*** Opening Data under study ***

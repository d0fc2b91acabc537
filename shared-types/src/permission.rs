use serde::{Deserialize, Serialize};
use std::fmt;
use ts_rs::TS;

/// Platform-defined permission identifier, e.g. `android.permission.CALL_PHONE`
#[derive(Debug, Clone, PartialEq, Eq, Hash, PartialOrd, Ord, Serialize, Deserialize, TS)]
#[ts(export)]
#[serde(transparent)]
pub struct PermissionId(String);

impl PermissionId {
    pub fn new(id: impl Into<String>) -> Self {
        Self(id.into())
    }

    pub fn as_str(&self) -> &str {
        &self.0
    }
}

impl fmt::Display for PermissionId {
    fn fmt(&self, f: &mut fmt::Formatter<'_>) -> fmt::Result {
        f.write_str(&self.0)
    }
}

impl From<&str> for PermissionId {
    fn from(value: &str) -> Self {
        Self(value.to_string())
    }
}

/// Status reported by the platform for a single permission
#[derive(Debug, Clone, Copy, PartialEq, Eq, Hash, Serialize, Deserialize, TS)]
#[ts(export)]
#[serde(rename_all = "snake_case")]
pub enum PermissionStatus {
    Granted,
    Denied,
    /// Denied permanently; only system settings can change it
    Blocked,
}

impl PermissionStatus {
    pub fn is_granted(&self) -> bool {
        matches!(self, PermissionStatus::Granted)
    }
}

/// What the UI should offer when a prompt is shown
#[derive(Debug, Clone, Copy, PartialEq, Eq, Serialize, Deserialize, TS)]
#[ts(export)]
#[serde(rename_all = "snake_case")]
pub enum PromptRemedy {
    Request,
    OpenSettings,
}

impl From<PermissionStatus> for PromptRemedy {
    fn from(status: PermissionStatus) -> Self {
        match status {
            PermissionStatus::Blocked => PromptRemedy::OpenSettings,
            _ => PromptRemedy::Request,
        }
    }
}

/// The single prompt the gate allows to be visible at a time
#[derive(Debug, Clone, PartialEq, Eq, Serialize, Deserialize, TS)]
#[ts(export)]
pub struct PermissionPrompt {
    pub permission: PermissionId,
    pub feature_name: String,
    pub remedy: PromptRemedy,
}

/// Result of consulting the gate before a capability-consuming action
#[derive(Debug, Clone, PartialEq, Eq, Serialize, Deserialize, TS)]
#[ts(export)]
pub struct GateDecision {
    pub allowed: bool,
    pub needs_prompt: bool,
    pub status: PermissionStatus,
}

/// Batch request result partitioned by outcome, in platform response order
#[derive(Debug, Clone, Default, PartialEq, Eq, Serialize, Deserialize, TS)]
#[ts(export)]
pub struct BatchOutcome {
    pub granted: Vec<PermissionId>,
    pub denied: Vec<PermissionId>,
    pub blocked: Vec<PermissionId>,
}

impl BatchOutcome {
    pub fn from_statuses<'a, I>(statuses: I) -> Self
    where
        I: IntoIterator<Item = &'a (PermissionId, PermissionStatus)>,
    {
        let mut outcome = BatchOutcome::default();
        for (permission, status) in statuses {
            match status {
                PermissionStatus::Granted => outcome.granted.push(permission.clone()),
                PermissionStatus::Denied => outcome.denied.push(permission.clone()),
                PermissionStatus::Blocked => outcome.blocked.push(permission.clone()),
            }
        }
        outcome
    }

    pub fn all_granted(&self) -> bool {
        self.denied.is_empty() && self.blocked.is_empty()
    }
}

*** Closing Data under study ***

### The task
Quote exactly the opening line of the material above and every line after it, up to and including the line that contains "impl fmt::Display for".

### Completed exercise
repository d0fc2b91acabc537
filename shared-types/src/permission.rs
use serde::{Deserialize, Serialize};
use std::fmt;
use ts_rs::TS;

/// Platform-defined permission identifier, e.g. `android.permission.CALL_PHONE`
#[derive(Debug, Clone, PartialEq, Eq, Hash, PartialOrd, Ord, Serialize, Deserialize, TS)]
#[ts(export)]
#[serde(transparent)]
pub struct PermissionId(String);

impl PermissionId {
    pub fn new(id: impl Into<String>) -> Self {
        Self(id.into())
    }

    pub fn as_str(&self) -> &str {
        &self.0
    }
}

impl fmt::Display for PermissionId {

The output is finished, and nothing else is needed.